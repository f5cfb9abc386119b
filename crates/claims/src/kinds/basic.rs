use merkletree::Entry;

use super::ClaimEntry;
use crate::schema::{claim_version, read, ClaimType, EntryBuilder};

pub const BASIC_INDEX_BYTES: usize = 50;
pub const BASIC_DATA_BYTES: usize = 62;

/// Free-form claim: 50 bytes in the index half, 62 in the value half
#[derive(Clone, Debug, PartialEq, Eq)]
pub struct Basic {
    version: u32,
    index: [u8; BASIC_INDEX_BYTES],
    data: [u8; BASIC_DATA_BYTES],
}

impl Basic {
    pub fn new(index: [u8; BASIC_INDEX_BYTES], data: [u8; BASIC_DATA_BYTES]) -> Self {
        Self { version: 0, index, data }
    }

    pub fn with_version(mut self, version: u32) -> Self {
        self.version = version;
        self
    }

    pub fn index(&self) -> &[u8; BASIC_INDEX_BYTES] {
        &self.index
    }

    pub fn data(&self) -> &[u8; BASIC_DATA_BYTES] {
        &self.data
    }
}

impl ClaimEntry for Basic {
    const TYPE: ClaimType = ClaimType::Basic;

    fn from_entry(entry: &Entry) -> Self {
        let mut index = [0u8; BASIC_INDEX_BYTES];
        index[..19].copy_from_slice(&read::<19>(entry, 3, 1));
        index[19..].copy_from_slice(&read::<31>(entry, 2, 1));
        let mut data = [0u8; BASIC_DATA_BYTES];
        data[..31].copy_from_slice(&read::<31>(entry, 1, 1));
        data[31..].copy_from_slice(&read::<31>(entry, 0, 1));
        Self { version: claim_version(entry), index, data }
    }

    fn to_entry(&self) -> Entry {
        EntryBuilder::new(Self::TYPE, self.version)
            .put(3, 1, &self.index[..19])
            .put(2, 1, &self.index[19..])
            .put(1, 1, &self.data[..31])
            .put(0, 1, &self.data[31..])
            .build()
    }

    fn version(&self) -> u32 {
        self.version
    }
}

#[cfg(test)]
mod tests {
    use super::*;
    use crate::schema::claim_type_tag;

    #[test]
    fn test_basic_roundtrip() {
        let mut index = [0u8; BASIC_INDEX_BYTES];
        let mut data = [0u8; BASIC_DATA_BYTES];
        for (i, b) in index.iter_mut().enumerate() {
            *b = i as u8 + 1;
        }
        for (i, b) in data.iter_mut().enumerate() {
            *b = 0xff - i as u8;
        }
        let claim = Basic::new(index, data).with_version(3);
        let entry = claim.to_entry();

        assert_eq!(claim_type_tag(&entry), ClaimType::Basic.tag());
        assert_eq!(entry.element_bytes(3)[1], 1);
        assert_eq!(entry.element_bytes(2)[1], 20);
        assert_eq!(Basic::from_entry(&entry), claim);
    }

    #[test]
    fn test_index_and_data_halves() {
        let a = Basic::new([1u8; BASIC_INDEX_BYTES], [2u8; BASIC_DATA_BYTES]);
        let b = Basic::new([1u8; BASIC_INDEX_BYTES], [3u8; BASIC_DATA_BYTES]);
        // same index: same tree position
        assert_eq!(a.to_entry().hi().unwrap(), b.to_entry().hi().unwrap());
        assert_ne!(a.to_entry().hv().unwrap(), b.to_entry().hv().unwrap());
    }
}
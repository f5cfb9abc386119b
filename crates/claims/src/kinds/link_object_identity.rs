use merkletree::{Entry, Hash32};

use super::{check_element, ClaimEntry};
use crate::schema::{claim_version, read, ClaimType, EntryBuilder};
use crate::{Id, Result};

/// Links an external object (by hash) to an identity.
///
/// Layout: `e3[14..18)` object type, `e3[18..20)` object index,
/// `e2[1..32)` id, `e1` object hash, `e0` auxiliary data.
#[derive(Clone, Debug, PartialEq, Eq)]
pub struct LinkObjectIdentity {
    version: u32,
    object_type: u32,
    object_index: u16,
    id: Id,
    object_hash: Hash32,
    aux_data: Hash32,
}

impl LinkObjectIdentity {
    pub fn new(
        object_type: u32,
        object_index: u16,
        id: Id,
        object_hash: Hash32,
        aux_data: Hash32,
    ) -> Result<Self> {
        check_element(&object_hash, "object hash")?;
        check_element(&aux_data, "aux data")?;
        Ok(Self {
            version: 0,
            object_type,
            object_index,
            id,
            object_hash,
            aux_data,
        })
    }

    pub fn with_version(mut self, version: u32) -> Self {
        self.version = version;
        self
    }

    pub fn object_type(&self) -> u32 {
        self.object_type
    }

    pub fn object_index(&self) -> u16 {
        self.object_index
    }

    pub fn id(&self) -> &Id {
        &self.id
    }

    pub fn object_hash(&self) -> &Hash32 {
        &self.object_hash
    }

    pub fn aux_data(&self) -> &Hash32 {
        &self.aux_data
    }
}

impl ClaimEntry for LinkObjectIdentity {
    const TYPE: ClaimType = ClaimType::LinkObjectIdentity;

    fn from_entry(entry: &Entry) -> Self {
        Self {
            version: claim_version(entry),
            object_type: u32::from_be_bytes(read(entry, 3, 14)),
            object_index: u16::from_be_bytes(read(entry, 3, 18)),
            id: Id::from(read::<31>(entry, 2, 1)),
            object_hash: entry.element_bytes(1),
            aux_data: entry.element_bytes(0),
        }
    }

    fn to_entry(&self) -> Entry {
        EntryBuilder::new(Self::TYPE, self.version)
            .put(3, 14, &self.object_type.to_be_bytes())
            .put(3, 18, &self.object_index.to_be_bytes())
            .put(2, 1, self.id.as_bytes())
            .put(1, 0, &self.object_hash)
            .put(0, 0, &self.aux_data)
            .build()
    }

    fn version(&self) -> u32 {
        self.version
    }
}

------------------------------------

DESCRIPTION OF THE TASK:
Would you please repeat all the entries exactly as written?

SOLUTION:
repository f5cfb9abc386119b
filename crates/claims/src/kinds/basic.rs
use merkletree::Entry;

use super::ClaimEntry;
use crate::schema::{claim_version, read, ClaimType, EntryBuilder};

pub const BASIC_INDEX_BYTES: usize = 50;
pub const BASIC_DATA_BYTES: usize = 62;

/// Free-form claim: 50 bytes in the index half, 62 in the value half
#[derive(Clone, Debug, PartialEq, Eq)]
pub struct Basic {
    version: u32,
    index: [u8; BASIC_INDEX_BYTES],
    data: [u8; BASIC_DATA_BYTES],
}

impl Basic {
    pub fn new(index: [u8; BASIC_INDEX_BYTES], data: [u8; BASIC_DATA_BYTES]) -> Self {
        Self { version: 0, index, data }
    }

    pub fn with_version(mut self, version: u32) -> Self {
        self.version = version;
        self
    }

    pub fn index(&self) -> &[u8; BASIC_INDEX_BYTES] {
        &self.index
    }

    pub fn data(&self) -> &[u8; BASIC_DATA_BYTES] {
        &self.data
    }
}

impl ClaimEntry for Basic {
    const TYPE: ClaimType = ClaimType::Basic;

    fn from_entry(entry: &Entry) -> Self {
        let mut index = [0u8; BASIC_INDEX_BYTES];
        index[..19].copy_from_slice(&read::<19>(entry, 3, 1));
        index[19..].copy_from_slice(&read::<31>(entry, 2, 1));
        let mut data = [0u8; BASIC_DATA_BYTES];
        data[..31].copy_from_slice(&read::<31>(entry, 1, 1));
        data[31..].copy_from_slice(&read::<31>(entry, 0, 1));
        Self { version: claim_version(entry), index, data }
    }

    fn to_entry(&self) -> Entry {
        EntryBuilder::new(Self::TYPE, self.version)
            .put(3, 1, &self.index[..19])
            .put(2, 1, &self.index[19..])
            .put(1, 1, &self.data[..31])
            .put(0, 1, &self.data[31..])
            .build()
    }

    fn version(&self) -> u32 {
        self.version
    }
}

#[cfg(test)]
mod tests {
    use super::*;
    use crate::schema::claim_type_tag;

    #[test]
    fn test_basic_roundtrip() {
        let mut index = [0u8; BASIC_INDEX_BYTES];
        let mut data = [0u8; BASIC_DATA_BYTES];
        for (i, b) in index.iter_mut().enumerate() {
            *b = i as u8 + 1;
        }
        for (i, b) in data.iter_mut().enumerate() {
            *b = 0xff - i as u8;
        }
        let claim = Basic::new(index, data).with_version(3);
        let entry = claim.to_entry();

        assert_eq!(claim_type_tag(&entry), ClaimType::Basic.tag());
        assert_eq!(entry.element_bytes(3)[1], 1);
        assert_eq!(entry.element_bytes(2)[1], 20);
        assert_eq!(Basic::from_entry(&entry), claim);
    }

    #[test]
    fn test_index_and_data_halves() {
        let a = Basic::new([1u8; BASIC_INDEX_BYTES], [2u8; BASIC_DATA_BYTES]);
        let b = Basic::new([1u8; BASIC_INDEX_BYTES], [3u8; BASIC_DATA_BYTES]);
        // same index: same tree position
        assert_eq!(a.to_entry().hi().unwrap(), b.to_entry().hi().unwrap());
        assert_ne!(a.to_entry().hv().unwrap(), b.to_entry().hv().unwrap());
    }
}
repository f5cfb9abc386119b
filename crates/claims/src/kinds/link_object_identity.rs
use merkletree::{Entry, Hash32};

use super::{check_element, ClaimEntry};
use crate::schema::{claim_version, read, ClaimType, EntryBuilder};
use crate::{Id, Result};

/// Links an external object (by hash) to an identity.
///
/// Layout: `e3[14..18)` object type, `e3[18..20)` object index,
/// `e2[1..32)` id, `e1` object hash, `e0` auxiliary data.
#[derive(Clone, Debug, PartialEq, Eq)]
pub struct LinkObjectIdentity {
    version: u32,
    object_type: u32,
    object_index: u16,
    id: Id,
    object_hash: Hash32,
    aux_data: Hash32,
}

impl LinkObjectIdentity {
    pub fn new(
        object_type: u32,
        object_index: u16,
        id: Id,
        object_hash: Hash32,
        aux_data: Hash32,
    ) -> Result<Self> {
        check_element(&object_hash, "object hash")?;
        check_element(&aux_data, "aux data")?;
        Ok(Self {
            version: 0,
            object_type,
            object_index,
            id,
            object_hash,
            aux_data,
        })
    }

    pub fn with_version(mut self, version: u32) -> Self {
        self.version = version;
        self
    }

    pub fn object_type(&self) -> u32 {
        self.object_type
    }

    pub fn object_index(&self) -> u16 {
        self.object_index
    }

    pub fn id(&self) -> &Id {
        &self.id
    }

    pub fn object_hash(&self) -> &Hash32 {
        &self.object_hash
    }

    pub fn aux_data(&self) -> &Hash32 {
        &self.aux_data
    }
}

impl ClaimEntry for LinkObjectIdentity {
    const TYPE: ClaimType = ClaimType::LinkObjectIdentity;

    fn from_entry(entry: &Entry) -> Self {
        Self {
            version: claim_version(entry),
            object_type: u32::from_be_bytes(read(entry, 3, 14)),
            object_index: u16::from_be_bytes(read(entry, 3, 18)),
            id: Id::from(read::<31>(entry, 2, 1)),
            object_hash: entry.element_bytes(1),
            aux_data: entry.element_bytes(0),
        }
    }

    fn to_entry(&self) -> Entry {
        EntryBuilder::new(Self::TYPE, self.version)
            .put(3, 14, &self.object_type.to_be_bytes())
            .put(3, 18, &self.object_index.to_be_bytes())
            .put(2, 1, self.id.as_bytes())
            .put(1, 0, &self.object_hash)
            .put(0, 0, &self.aux_data)
            .build()
    }

    fn version(&self) -> u32 {
        self.version
    }
}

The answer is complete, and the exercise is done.